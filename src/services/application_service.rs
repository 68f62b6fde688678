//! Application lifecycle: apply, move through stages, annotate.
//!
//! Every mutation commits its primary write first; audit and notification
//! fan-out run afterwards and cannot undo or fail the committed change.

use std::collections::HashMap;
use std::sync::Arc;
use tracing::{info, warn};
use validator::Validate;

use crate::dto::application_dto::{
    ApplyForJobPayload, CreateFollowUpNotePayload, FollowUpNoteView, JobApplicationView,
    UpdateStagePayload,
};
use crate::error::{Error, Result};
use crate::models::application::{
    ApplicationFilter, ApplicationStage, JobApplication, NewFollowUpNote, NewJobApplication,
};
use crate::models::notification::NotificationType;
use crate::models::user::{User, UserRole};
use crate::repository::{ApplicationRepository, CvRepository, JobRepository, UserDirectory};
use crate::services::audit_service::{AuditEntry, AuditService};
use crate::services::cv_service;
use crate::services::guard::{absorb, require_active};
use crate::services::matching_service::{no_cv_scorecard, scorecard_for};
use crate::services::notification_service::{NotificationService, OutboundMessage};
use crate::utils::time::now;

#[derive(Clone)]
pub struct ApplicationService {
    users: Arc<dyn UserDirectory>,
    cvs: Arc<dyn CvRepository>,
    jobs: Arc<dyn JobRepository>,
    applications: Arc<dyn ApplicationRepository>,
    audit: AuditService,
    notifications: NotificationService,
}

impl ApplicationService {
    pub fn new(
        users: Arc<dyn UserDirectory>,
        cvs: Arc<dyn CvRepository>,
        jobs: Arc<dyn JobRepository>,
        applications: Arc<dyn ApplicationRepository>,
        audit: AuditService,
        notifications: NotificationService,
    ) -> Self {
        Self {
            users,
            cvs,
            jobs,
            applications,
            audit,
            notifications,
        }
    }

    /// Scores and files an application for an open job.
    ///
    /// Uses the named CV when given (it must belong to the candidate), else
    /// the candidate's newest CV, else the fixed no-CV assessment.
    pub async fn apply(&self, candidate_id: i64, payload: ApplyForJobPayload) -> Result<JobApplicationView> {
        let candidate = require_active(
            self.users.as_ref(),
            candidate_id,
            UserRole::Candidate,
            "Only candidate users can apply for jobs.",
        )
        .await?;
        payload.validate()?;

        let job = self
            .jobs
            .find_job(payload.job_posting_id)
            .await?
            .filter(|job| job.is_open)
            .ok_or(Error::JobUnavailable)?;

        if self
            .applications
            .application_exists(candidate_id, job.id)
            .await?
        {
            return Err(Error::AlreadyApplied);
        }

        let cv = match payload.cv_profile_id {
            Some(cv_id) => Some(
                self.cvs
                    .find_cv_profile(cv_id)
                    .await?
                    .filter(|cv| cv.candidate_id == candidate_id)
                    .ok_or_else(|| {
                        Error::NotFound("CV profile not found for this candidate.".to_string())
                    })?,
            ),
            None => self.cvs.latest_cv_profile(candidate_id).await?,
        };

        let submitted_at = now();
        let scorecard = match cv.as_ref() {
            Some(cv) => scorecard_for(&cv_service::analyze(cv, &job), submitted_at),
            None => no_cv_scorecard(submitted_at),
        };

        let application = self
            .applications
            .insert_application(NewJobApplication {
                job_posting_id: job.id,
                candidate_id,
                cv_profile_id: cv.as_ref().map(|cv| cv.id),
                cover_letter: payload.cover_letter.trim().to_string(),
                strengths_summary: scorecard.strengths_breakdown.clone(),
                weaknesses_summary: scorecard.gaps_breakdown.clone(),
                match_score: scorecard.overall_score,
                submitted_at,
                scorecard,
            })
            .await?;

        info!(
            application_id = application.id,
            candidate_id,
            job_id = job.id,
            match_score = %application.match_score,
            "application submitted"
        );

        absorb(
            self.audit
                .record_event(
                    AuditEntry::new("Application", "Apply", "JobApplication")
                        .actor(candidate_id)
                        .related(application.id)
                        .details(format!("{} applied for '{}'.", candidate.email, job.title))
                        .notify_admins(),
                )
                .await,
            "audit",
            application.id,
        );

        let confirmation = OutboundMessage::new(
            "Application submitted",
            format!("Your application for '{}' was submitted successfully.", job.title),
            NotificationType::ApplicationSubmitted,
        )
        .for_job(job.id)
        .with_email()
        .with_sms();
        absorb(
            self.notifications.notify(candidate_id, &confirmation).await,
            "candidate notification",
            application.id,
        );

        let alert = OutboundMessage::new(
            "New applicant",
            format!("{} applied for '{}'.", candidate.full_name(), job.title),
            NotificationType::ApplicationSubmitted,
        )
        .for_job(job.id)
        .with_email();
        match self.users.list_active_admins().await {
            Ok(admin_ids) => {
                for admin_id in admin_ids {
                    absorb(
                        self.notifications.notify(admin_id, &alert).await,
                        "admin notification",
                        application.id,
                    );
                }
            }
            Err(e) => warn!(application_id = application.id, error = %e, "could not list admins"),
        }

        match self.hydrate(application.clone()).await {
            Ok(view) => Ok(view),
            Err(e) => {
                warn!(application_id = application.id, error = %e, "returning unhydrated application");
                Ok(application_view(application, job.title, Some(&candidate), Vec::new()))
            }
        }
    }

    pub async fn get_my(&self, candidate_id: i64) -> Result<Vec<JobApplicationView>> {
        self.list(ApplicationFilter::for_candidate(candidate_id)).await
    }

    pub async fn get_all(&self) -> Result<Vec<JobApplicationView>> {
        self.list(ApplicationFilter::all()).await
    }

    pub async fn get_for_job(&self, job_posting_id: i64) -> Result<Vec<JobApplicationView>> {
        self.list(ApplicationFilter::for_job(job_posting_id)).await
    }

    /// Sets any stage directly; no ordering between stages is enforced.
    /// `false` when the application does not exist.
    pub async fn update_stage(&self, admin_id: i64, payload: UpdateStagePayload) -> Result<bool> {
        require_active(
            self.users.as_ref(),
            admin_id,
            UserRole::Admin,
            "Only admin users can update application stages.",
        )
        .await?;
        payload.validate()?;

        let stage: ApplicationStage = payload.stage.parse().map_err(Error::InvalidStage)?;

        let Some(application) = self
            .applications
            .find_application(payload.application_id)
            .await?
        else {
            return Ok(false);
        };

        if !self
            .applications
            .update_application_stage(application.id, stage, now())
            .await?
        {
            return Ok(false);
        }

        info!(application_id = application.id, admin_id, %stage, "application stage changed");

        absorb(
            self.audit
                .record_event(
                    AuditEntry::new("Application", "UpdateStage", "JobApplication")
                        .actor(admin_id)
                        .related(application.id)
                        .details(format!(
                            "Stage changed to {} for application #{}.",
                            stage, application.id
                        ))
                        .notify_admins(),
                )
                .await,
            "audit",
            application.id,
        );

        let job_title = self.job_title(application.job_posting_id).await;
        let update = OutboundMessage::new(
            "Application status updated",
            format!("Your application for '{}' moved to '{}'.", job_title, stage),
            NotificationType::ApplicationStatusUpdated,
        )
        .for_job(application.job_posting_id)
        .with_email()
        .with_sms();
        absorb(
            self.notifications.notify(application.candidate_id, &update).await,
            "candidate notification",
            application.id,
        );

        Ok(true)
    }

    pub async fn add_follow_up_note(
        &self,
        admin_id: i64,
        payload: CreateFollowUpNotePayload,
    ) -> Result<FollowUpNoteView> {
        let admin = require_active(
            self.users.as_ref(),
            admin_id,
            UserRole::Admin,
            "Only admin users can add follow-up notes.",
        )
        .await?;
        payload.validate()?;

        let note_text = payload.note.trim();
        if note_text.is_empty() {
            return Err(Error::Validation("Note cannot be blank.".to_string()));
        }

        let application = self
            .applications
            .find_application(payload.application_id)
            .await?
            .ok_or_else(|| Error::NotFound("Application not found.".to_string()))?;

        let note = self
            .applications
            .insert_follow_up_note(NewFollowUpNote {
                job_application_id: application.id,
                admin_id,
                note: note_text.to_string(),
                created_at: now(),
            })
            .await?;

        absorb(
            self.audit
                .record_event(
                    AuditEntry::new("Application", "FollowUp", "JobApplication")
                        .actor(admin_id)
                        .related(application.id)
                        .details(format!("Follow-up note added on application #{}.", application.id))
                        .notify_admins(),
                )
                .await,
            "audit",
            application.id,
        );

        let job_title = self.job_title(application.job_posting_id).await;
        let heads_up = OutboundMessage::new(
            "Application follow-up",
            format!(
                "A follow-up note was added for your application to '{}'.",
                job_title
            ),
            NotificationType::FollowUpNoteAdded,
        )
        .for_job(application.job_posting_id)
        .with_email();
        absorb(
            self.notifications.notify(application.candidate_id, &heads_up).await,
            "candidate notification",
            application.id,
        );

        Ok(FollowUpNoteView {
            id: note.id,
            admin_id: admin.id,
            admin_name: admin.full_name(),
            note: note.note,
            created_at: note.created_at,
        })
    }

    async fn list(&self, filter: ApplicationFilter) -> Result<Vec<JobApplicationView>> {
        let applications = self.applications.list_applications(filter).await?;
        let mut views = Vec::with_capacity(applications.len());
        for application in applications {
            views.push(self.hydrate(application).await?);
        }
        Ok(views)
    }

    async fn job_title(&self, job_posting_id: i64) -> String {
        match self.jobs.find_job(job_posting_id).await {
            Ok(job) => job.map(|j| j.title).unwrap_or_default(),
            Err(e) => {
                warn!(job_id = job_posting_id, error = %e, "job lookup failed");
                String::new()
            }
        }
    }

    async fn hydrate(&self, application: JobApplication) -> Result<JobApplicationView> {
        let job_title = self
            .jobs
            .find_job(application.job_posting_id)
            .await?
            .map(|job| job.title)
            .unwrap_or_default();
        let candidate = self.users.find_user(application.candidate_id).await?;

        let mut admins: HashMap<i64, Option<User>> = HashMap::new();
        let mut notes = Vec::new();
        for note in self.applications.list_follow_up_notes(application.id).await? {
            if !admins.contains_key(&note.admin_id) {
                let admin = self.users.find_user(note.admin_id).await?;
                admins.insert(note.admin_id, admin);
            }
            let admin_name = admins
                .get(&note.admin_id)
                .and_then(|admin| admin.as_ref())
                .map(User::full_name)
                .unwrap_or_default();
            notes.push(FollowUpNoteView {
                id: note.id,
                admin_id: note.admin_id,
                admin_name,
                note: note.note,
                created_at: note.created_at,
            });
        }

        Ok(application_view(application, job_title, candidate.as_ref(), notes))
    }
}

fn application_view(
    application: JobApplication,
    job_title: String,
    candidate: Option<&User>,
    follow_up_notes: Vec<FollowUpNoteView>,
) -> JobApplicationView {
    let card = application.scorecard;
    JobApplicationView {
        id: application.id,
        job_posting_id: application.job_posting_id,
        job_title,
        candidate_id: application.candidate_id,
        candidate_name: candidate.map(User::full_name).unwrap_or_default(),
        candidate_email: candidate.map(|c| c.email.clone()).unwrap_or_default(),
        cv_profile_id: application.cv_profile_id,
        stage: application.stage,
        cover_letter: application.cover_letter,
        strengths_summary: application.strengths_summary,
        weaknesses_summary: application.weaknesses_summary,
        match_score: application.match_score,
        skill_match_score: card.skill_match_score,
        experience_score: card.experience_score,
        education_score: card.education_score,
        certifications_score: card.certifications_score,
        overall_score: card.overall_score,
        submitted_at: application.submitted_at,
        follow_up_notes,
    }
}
☆ ☆ ☆ ☆ ☆ ☆ ☆
- _ACTIVITY_
Where in the records does the word "JobApplicationView" appear? Copy each line that holds it.

- _RESULT BELOW_
    ApplyForJobPayload, CreateFollowUpNotePayload, FollowUpNoteView, JobApplicationView,
    pub async fn apply(&self, candidate_id: i64, payload: ApplyForJobPayload) -> Result<JobApplicationView> {
    pub async fn get_my(&self, candidate_id: i64) -> Result<Vec<JobApplicationView>> {
    pub async fn get_all(&self) -> Result<Vec<JobApplicationView>> {
    pub async fn get_for_job(&self, job_posting_id: i64) -> Result<Vec<JobApplicationView>> {
    async fn list(&self, filter: ApplicationFilter) -> Result<Vec<JobApplicationView>> {
    async fn hydrate(&self, application: JobApplication) -> Result<JobApplicationView> {
) -> JobApplicationView {
    JobApplicationView {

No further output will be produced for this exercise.